*DIRECTIONS FOR THIS TASK*:
Using the listing that follows, return every line with the word "Rejected".
+++ PROVIDED ENTRIES +++
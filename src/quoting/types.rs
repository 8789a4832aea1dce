//! Quote domain types.

use std::fmt;

use chrono::{DateTime, Utc};
use serde::{Deserialize, Serialize};
use uuid::Uuid;

use crate::error::{CoreError, CoreResult};

/// Lifecycle status of a quote.
#[derive(Debug, Clone, Copy, PartialEq, Eq, Hash, Serialize, Deserialize)]
#[serde(rename_all = "SCREAMING_SNAKE_CASE")]
pub enum QuoteStatus {
    /// Being built by the agent; editable.
    Draft,
    /// Delivered to the client.
    Sent,
    Accepted,
    /// Declined by the client; the agent may revise it.
    Rejected,
    Expired,
    Cancelled,
}

impl QuoteStatus {
    pub const ALL: [QuoteStatus; 6] = [
        QuoteStatus::Draft,
        QuoteStatus::Sent,
        QuoteStatus::Accepted,
        QuoteStatus::Rejected,
        QuoteStatus::Expired,
        QuoteStatus::Cancelled,
    ];

    pub fn as_str(&self) -> &'static str {
        match self {
            QuoteStatus::Draft => "DRAFT",
            QuoteStatus::Sent => "SENT",
            QuoteStatus::Accepted => "ACCEPTED",
            QuoteStatus::Rejected => "REJECTED",
            QuoteStatus::Expired => "EXPIRED",
            QuoteStatus::Cancelled => "CANCELLED",
        }
    }
}

impl fmt::Display for QuoteStatus {
    fn fmt(&self, f: &mut fmt::Formatter<'_>) -> fmt::Result {
        f.write_str(self.as_str())
    }
}

/// Operation requested on a quote.
#[derive(Debug, Clone, Copy, PartialEq, Eq, Hash, Serialize, Deserialize)]
#[serde(rename_all = "SCREAMING_SNAKE_CASE")]
pub enum Operation {
    Create,
    Update,
    Delete,
    Send,
}

impl fmt::Display for Operation {
    fn fmt(&self, f: &mut fmt::Formatter<'_>) -> fmt::Result {
        f.write_str(match self {
            Operation::Create => "create",
            Operation::Update => "update",
            Operation::Delete => "delete",
            Operation::Send => "send",
        })
    }
}

/// A travel agent owning quotes.
#[derive(Debug, Clone, PartialEq, Eq, Serialize, Deserialize)]
pub struct Agent {
    pub id: String,
    pub name: String,
}

/// A versioned quote prepared by an agent for a client.
#[derive(Debug, Clone, PartialEq, Serialize, Deserialize)]
pub struct Quote {
    pub id: Uuid,
    /// Human-facing reference, unique across quotes.
    pub reference: String,
    /// Owning agent.
    pub agent_id: String,
    pub title: String,
    pub client_email: String,
    /// Total price in minor currency units.
    pub total_cents: i64,
    pub currency: String,
    #[serde(default, skip_serializing_if = "Option::is_none")]
    pub notes: Option<String>,
    pub status: QuoteStatus,
    /// Incremented by exactly one on every successful mutation.
    pub version: u64,
    pub created_at: DateTime<Utc>,
    pub updated_at: DateTime<Utc>,
    pub updated_by: String,
    #[serde(default, skip_serializing_if = "Option::is_none")]
    pub sent_at: Option<DateTime<Utc>>,
}

/// Payload for creating a quote.
#[derive(Debug, Clone, Serialize, Deserialize)]
pub struct NewQuote {
    pub agent_id: String,
    pub title: String,
    pub client_email: String,
    #[serde(default)]
    pub total_cents: i64,
    #[serde(default = "default_currency")]
    pub currency: String,
    #[serde(default)]
    pub notes: Option<String>,
    /// Generated when absent.
    #[serde(default)]
    pub reference: Option<String>,
}

fn default_currency() -> String {
    "USD".to_string()
}

impl NewQuote {
    pub fn validate(&self) -> CoreResult<()> {
        validate_amount(self.total_cents)?;
        validate_currency(&self.currency)
    }

    /// Build the initial DRAFT record at version 1.
    pub fn into_quote(self, now: DateTime<Utc>) -> Quote {
        let id = Uuid::new_v4();
        let reference = self.reference.unwrap_or_else(|| generate_reference(&id));
        Quote {
            id,
            reference,
            updated_by: self.agent_id.clone(),
            agent_id: self.agent_id,
            title: self.title,
            client_email: self.client_email,
            total_cents: self.total_cents,
            currency: self.currency.to_ascii_uppercase(),
            notes: self.notes,
            status: QuoteStatus::Draft,
            version: 1,
            created_at: now,
            updated_at: now,
            sent_at: None,
        }
    }
}

/// Partial update of a quote's editable fields.
#[derive(Debug, Clone, Default, PartialEq, Serialize, Deserialize)]
#[serde(default)]
pub struct QuotePatch {
    #[serde(skip_serializing_if = "Option::is_none")]
    pub title: Option<String>,
    #[serde(skip_serializing_if = "Option::is_none")]
    pub client_email: Option<String>,
    #[serde(skip_serializing_if = "Option::is_none")]
    pub total_cents: Option<i64>,
    #[serde(skip_serializing_if = "Option::is_none")]
    pub currency: Option<String>,
    #[serde(skip_serializing_if = "Option::is_none")]
    pub notes: Option<String>,
}

impl QuotePatch {
    pub fn validate(&self) -> CoreResult<()> {
        if let Some(total) = self.total_cents {
            validate_amount(total)?;
        }
        if let Some(currency) = &self.currency {
            validate_currency(currency)?;
        }
        Ok(())
    }

    /// Apply the patch onto `quote`, leaving version and audit fields alone.
    pub fn apply_to(self, quote: &mut Quote) {
        if let Some(title) = self.title {
            quote.title = title;
        }
        if let Some(client_email) = self.client_email {
            quote.client_email = client_email;
        }
        if let Some(total) = self.total_cents {
            quote.total_cents = total;
        }
        if let Some(currency) = self.currency {
            quote.currency = currency.to_ascii_uppercase();
        }
        if let Some(notes) = self.notes {
            quote.notes = Some(notes);
        }
    }
}

fn validate_amount(total_cents: i64) -> CoreResult<()> {
    if total_cents < 0 {
        return Err(CoreError::validation("total_cents", "must not be negative"));
    }
    Ok(())
}

fn validate_currency(currency: &str) -> CoreResult<()> {
    if currency.len() != 3 || !currency.chars().all(|c| c.is_ascii_alphabetic()) {
        return Err(CoreError::validation(
            "currency",
            format!("'{}' is not a three-letter currency code", currency),
        ));
    }
    Ok(())
}

/// Short reference derived from `id`, e.g. `Q-1A2B3C4D`.
pub fn generate_reference(id: &Uuid) -> String {
    let simple = id.simple().to_string();
    format!("Q-{}", simple[..8].to_ascii_uppercase())
}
+++
*REPLY TO THE TASK*:
    Rejected,
        QuoteStatus::Rejected,
            QuoteStatus::Rejected => "REJECTED",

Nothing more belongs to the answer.